Which was why I saw my dad, who hadn’t seen me.
He was with a woman…a woman that was not my mother.
And I couldn’t tell you why I stopped and listened to their conversation instead of saying hello like I usually would have.
Instead, I moved until I could just barely see my father’s back, but I could hear everything he was saying to the pretty blonde-haired woman in front of him.

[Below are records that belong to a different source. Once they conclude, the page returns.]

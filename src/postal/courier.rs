//! # Courier Transport Boundary
//!
//! The courier is the external transport that durably stores and delivers
//! queued parcels (a job-runner-backed queue in production). The core
//! only consumes this contract; implementations live outside the crate.

use async_trait::async_trait;
use std::sync::Arc;
use thiserror::Error;
use tracing::debug;

use crate::model::{Parcel, ScheduleSpec, TrackingCode, ValidationError};

/// Failure submitting work to the transport.
#[derive(Debug, Error)]
pub enum SendError {
    #[error("courier submission failed: {message}")]
    Submission { message: String },

    #[error(transparent)]
    Validation(#[from] ValidationError),

    #[error("unable to serialize message payload: {0}")]
    Payload(#[from] serde_json::Error),
}

impl SendError {
    /// Create a submission error.
    pub fn submission(message: impl Into<String>) -> Self {
        Self::Submission {
            message: message.into(),
        }
    }
}

/// Durable store-and-forward transport for parcels.
#[async_trait]
pub trait Courier: Send + Sync {
    /// Queue a parcel for delivery.
    async fn send(&self, parcel: &Parcel) -> Result<TrackingCode, SendError>;

    /// Queue a parcel on a recurring schedule.
    async fn send_recurring(
        &self,
        parcel: &Parcel,
        schedule: &ScheduleSpec,
    ) -> Result<TrackingCode, SendError>;

    /// Re-queue a previously tracked delivery.
    async fn resend(&self, code: &TrackingCode) -> Result<(), SendError>;
}

/// Mutual-exclusion wrapper for couriers whose implementations are not
/// internally thread-safe; hosts that share one sender across workers
/// route every submission through this.
pub struct SerializedSendingCourier {
    inner: Arc<dyn Courier>,
    gate: tokio::sync::Mutex<()>,
}

impl SerializedSendingCourier {
    pub fn new(inner: Arc<dyn Courier>) -> Self {
        Self {
            inner,
            gate: tokio::sync::Mutex::new(()),
        }
    }
}

#[async_trait]
impl Courier for SerializedSendingCourier {
    async fn send(&self, parcel: &Parcel) -> Result<TrackingCode, SendError> {
        let _held = self.gate.lock().await;
        debug!(parcel_id = %parcel.id, "serialized send");
        self.inner.send(parcel).await
    }

    async fn send_recurring(
        &self,
        parcel: &Parcel,
        schedule: &ScheduleSpec,
    ) -> Result<TrackingCode, SendError> {
        let _held = self.gate.lock().await;
        debug!(parcel_id = %parcel.id, "serialized recurring send");
        self.inner.send_recurring(parcel, schedule).await
    }

    async fn resend(&self, code: &TrackingCode) -> Result<(), SendError> {
        let _held = self.gate.lock().await;
        debug!(tracking_code = %code, "serialized resend");
        self.inner.resend(code).await
    }
}
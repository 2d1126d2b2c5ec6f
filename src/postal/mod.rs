//! # Postal Boundary
//!
//! The sending surface ([`PostOffice`]) and the external collaborator
//! contracts the core consumes: the durable courier transport and the
//! parcel tracking system, plus the serializing and retrying wrappers
//! hosts layer over them.

pub mod courier;
pub mod post_office;
pub mod tracking;

pub use courier::{Courier, SendError, SerializedSendingCourier};
pub use post_office::PostOffice;
pub use tracking::{
    ParcelTrackingSystem, RetryingTrackingSystem, TrackingError, TrackingRetrySettings,
};
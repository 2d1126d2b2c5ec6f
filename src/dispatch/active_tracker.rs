//! # Active Message Tracking
//!
//! A single atomic counter of in-flight handler executions. The hosting
//! harness consults it before honoring a shutdown or time-to-live
//! request: shutdown waits until the counter reaches zero and never
//! pre-empts an in-flight handler.

use std::sync::atomic::{AtomicI64, Ordering};
use std::sync::Arc;
use std::time::Duration;

/// Shared counter of messages currently executing.
#[derive(Debug, Default)]
pub struct ActiveMessageTracker {
    active: AtomicI64,
}

impl ActiveMessageTracker {
    pub fn new() -> Self {
        Self::default()
    }

    /// Record that a message entered execution.
    pub fn increment_active_messages(&self) {
        self.active.fetch_add(1, Ordering::SeqCst);
    }

    /// Record that a message left execution.
    pub fn decrement_active_messages(&self) {
        self.active.fetch_sub(1, Ordering::SeqCst);
    }

    /// Messages currently executing.
    pub fn active_messages_count(&self) -> i64 {
        self.active.load(Ordering::SeqCst)
    }

    /// Whether it is safe to shut down.
    pub fn is_idle(&self) -> bool {
        self.active_messages_count() == 0
    }

    /// Wait until every in-flight handler has exited.
    pub async fn wait_until_idle(&self, poll_interval: Duration) {
        while !self.is_idle() {
            tokio::time::sleep(poll_interval).await;
        }
    }
}

/// Guard that holds one slot of the counter for its lifetime, so every
/// dispatch exit path decrements, including exceptional ones.
#[derive(Debug)]
pub struct ActiveMessageGuard {
    tracker: Arc<ActiveMessageTracker>,
}

impl ActiveMessageGuard {
    pub fn new(tracker: Arc<ActiveMessageTracker>) -> Self {
        tracker.increment_active_messages();
        Self { tracker }
    }
}

impl Drop for ActiveMessageGuard {
    fn drop(&mut self) {
        self.tracker.decrement_active_messages();
    }
}
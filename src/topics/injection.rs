//! # Topic Envelope Injection
//!
//! Parcel-construction rules for topic-affecting sends: well-formedness
//! checks on caller-supplied marker envelopes, and injection of the
//! coordination envelopes around the caller's sequence. Runs at send
//! time; parcels that fail here are never queued.

use crate::model::{
    DependencyTopic, Envelope, Parcel, SimultaneousRunsStrategy, TopicCheckStrategy, TopicStatus,
    TypeDescription, TypeMatchStrategy, ValidationError,
};
use crate::postal::courier::SendError;

use super::messages::{
    AbortIfNoNewDependencyTopicDataMessage, AbortIfTopicsHaveSpecificStatusesMessage,
    FetchAndShareLatestTopicStatusReportsMessage, TopicBeingAffectedMessage,
    TopicWasAffectedMessage,
};

fn marker_positions(parcel: &Parcel, marker: &TypeDescription) -> Vec<usize> {
    parcel
        .envelopes
        .iter()
        .enumerate()
        .filter(|(_, envelope)| envelope.carries(marker, TypeMatchStrategy::NamespaceAndName))
        .map(|(index, _)| index)
        .collect()
}

fn check_marker_topic(parcel: &Parcel, marker_topic: &str) -> Result<(), ValidationError> {
    match &parcel.topic {
        None => Err(ValidationError::MarkerWithoutTopic),
        Some(topic) if topic.0 != marker_topic => Err(ValidationError::MarkerTopicMismatch {
            marker_topic: marker_topic.to_string(),
            parcel_topic: topic.0.clone(),
        }),
        Some(_) => Ok(()),
    }
}

/// Well-formedness of caller-supplied topic marker envelopes: at most one
/// of each marker, marker topics equal to the parcel topic, and the
/// being-affected marker never after the was-affected marker.
pub fn validate_topic_markers(parcel: &Parcel) -> Result<(), ValidationError> {
    let being = marker_positions(parcel, &TypeDescription::of::<TopicBeingAffectedMessage>());
    let was = marker_positions(parcel, &TypeDescription::of::<TopicWasAffectedMessage>());

    if being.len() > 1 {
        return Err(ValidationError::MultipleBeingAffected);
    }
    if was.len() > 1 {
        return Err(ValidationError::MultipleWasAffected);
    }

    for index in &being {
        let envelope = &parcel.envelopes[*index];
        let message: TopicBeingAffectedMessage =
            serde_json::from_str(&envelope.serialized_payload).map_err(|err| {
                ValidationError::UnreadableMarkerPayload {
                    envelope_id: envelope.id.clone(),
                    message: err.to_string(),
                }
            })?;
        check_marker_topic(parcel, &message.topic.0)?;
    }
    for index in &was {
        let envelope = &parcel.envelopes[*index];
        let message: TopicWasAffectedMessage = serde_json::from_str(&envelope.serialized_payload)
            .map_err(|err| ValidationError::UnreadableMarkerPayload {
                envelope_id: envelope.id.clone(),
                message: err.to_string(),
            })?;
        check_marker_topic(parcel, &message.topic.0)?;
    }

    if let (Some(being_at), Some(was_at)) = (being.first(), was.first()) {
        if being_at > was_at {
            return Err(ValidationError::BeingAffectedAfterWasAffected);
        }
    }
    Ok(())
}

/// Validate a parcel and, when it declares an affected topic, inject the
/// coordination envelopes around the caller's sequence.
///
/// Injection order: fetch-and-share status reports, the overlapping-run
/// gate, the dependency recency gate (only with dependency topics), the
/// being-affected marker, the caller's envelopes unmodified and in
/// order, the was-affected marker. Any step whose envelope the caller
/// already supplied is skipped. Injected envelopes are addressed to the
/// first caller envelope's channel.
pub fn prepare_topic_parcel(parcel: Parcel) -> Result<Parcel, SendError> {
    parcel.validate()?;
    validate_topic_markers(&parcel)?;

    let Some(topic) = parcel.topic.clone() else {
        return Ok(parcel);
    };
    let address = parcel.envelopes[0].address.clone();
    let strategy = TypeMatchStrategy::NamespaceAndName;
    let supplied = |marker: &TypeDescription| {
        parcel
            .envelopes
            .iter()
            .any(|envelope| envelope.carries(marker, strategy))
    };

    let mut envelopes = Vec::with_capacity(parcel.envelopes.len() + 5);

    if !supplied(&TypeDescription::of::<FetchAndShareLatestTopicStatusReportsMessage>()) {
        let mut topics = vec![topic.to_named()];
        topics.extend(parcel.dependency_topics.iter().map(DependencyTopic::to_named));
        envelopes.push(Envelope::for_message(
            &FetchAndShareLatestTopicStatusReportsMessage { topics },
            &address,
        )?);
    }

    if parcel.simultaneous_runs_strategy
        == SimultaneousRunsStrategy::AbortSubsequentRunsWhenOneIsRunning
        && !supplied(&TypeDescription::of::<AbortIfTopicsHaveSpecificStatusesMessage>())
    {
        envelopes.push(Envelope::for_message(
            &AbortIfTopicsHaveSpecificStatusesMessage {
                topics: vec![topic.to_named()],
                statuses_to_abort_on: vec![TopicStatus::BeingAffected],
                strategy: TopicCheckStrategy::Any,
                topic_status_reports: Vec::new(),
            },
            &address,
        )?);
    }

    if !parcel.dependency_topics.is_empty()
        && !supplied(&TypeDescription::of::<AbortIfNoNewDependencyTopicDataMessage>())
    {
        envelopes.push(Envelope::for_message(
            &AbortIfNoNewDependencyTopicDataMessage {
                impacting_topic: topic.clone(),
                dependency_topics: parcel.dependency_topics.clone(),
                strategy: parcel.dependency_topic_check_strategy,
                topic_status_reports: Vec::new(),
            },
            &address,
        )?);
    }

    if !supplied(&TypeDescription::of::<TopicBeingAffectedMessage>()) {
        envelopes.push(Envelope::for_message(
            &TopicBeingAffectedMessage {
                topic: topic.clone(),
                topic_status_reports: Vec::new(),
            },
            &address,
        )?);
    }

    envelopes.extend(parcel.envelopes.iter().cloned());

    if !supplied(&TypeDescription::of::<TopicWasAffectedMessage>()) {
        envelopes.push(Envelope::for_message(
            &TopicWasAffectedMessage {
                topic,
                topic_status_reports: Vec::new(),
            },
            &address,
        )?);
    }

    Ok(parcel.with_envelopes(envelopes))
}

“I’m sorry, Judy. I didn’t mean to string you along. I never would’ve done that intentionally. It’s just that my ex-wife and I decided to give it a second go, and I’ve wanted that since we’d divorced six years ago. I’m so sorry I hurt you,” my father said, touching the woman in front of him on the arm.
My heart sank.
“If you loved her, why’d you leave her?” This Judy chick hissed at my father.
I stopped behind the huge red pillar at the front of the Target and waited to hear his reply.
“After my daughter went to prison, my wife and I took a break. My wife decided that the break needed to be permanent when she and I had a difference of opinion where our daughter was concerned,” he admitted.
It all finally made sense.
Were my parents ever going to tell me this?
Or was I supposed to go on blissfully unaware?
Getting back to the truck wasn’t very hard.
I just pulled my hood high over my head, tucked my bag back into the crook of my arm and walked slowly back to Silas’ truck.
The moment I was inside, I pulled my phone out and called Silas.
He was the first one I thought to talk to, and that no longer made me nervous.
Because I loved Silas.
Even if he hid stuff from me.
“Did you know?” I asked, tears coursing down my cheeks.
“Know what, baby?” Silas asked worriedly.
“About my parents,” I answered.
“What about them?”
“That they were divorced,” I cried.
I could tell he paused in what he was doing. “Yeah, I knew.”
My eyes closed. “Why didn’t you tell me? Why did I have to find out because I listened in on a conversation between my father and his ex-girlfriend in front of Target?”
He cleared his throat and said, “Because it’s not my job. They’re your parents, baby. It wasn’t my place.”
“God,” I breathed. “They divorced because of me.”
“They divorced because they were both hardheaded and wanted to divorce. Talk to them. I have no answers as to what they were thinking when they did that,” Silas said. “But if you talk to them, then you’ll get the answers you need. I’m sorry you found out that way, baby.”
Oh, I’d be getting answers all right.
A lot of them.
***
My gut was churning as I made my way up my parents’ front walk six hours later.
I looked longingly over my shoulder at Silas’ place, then waved at the man on the motorcycle that was parked under the tree across the yard.
He waved back, and I walked into my parent’s house without knocking.
I found my mother at the kitchen sink, and my father sitting at the kitchen table reading the paper.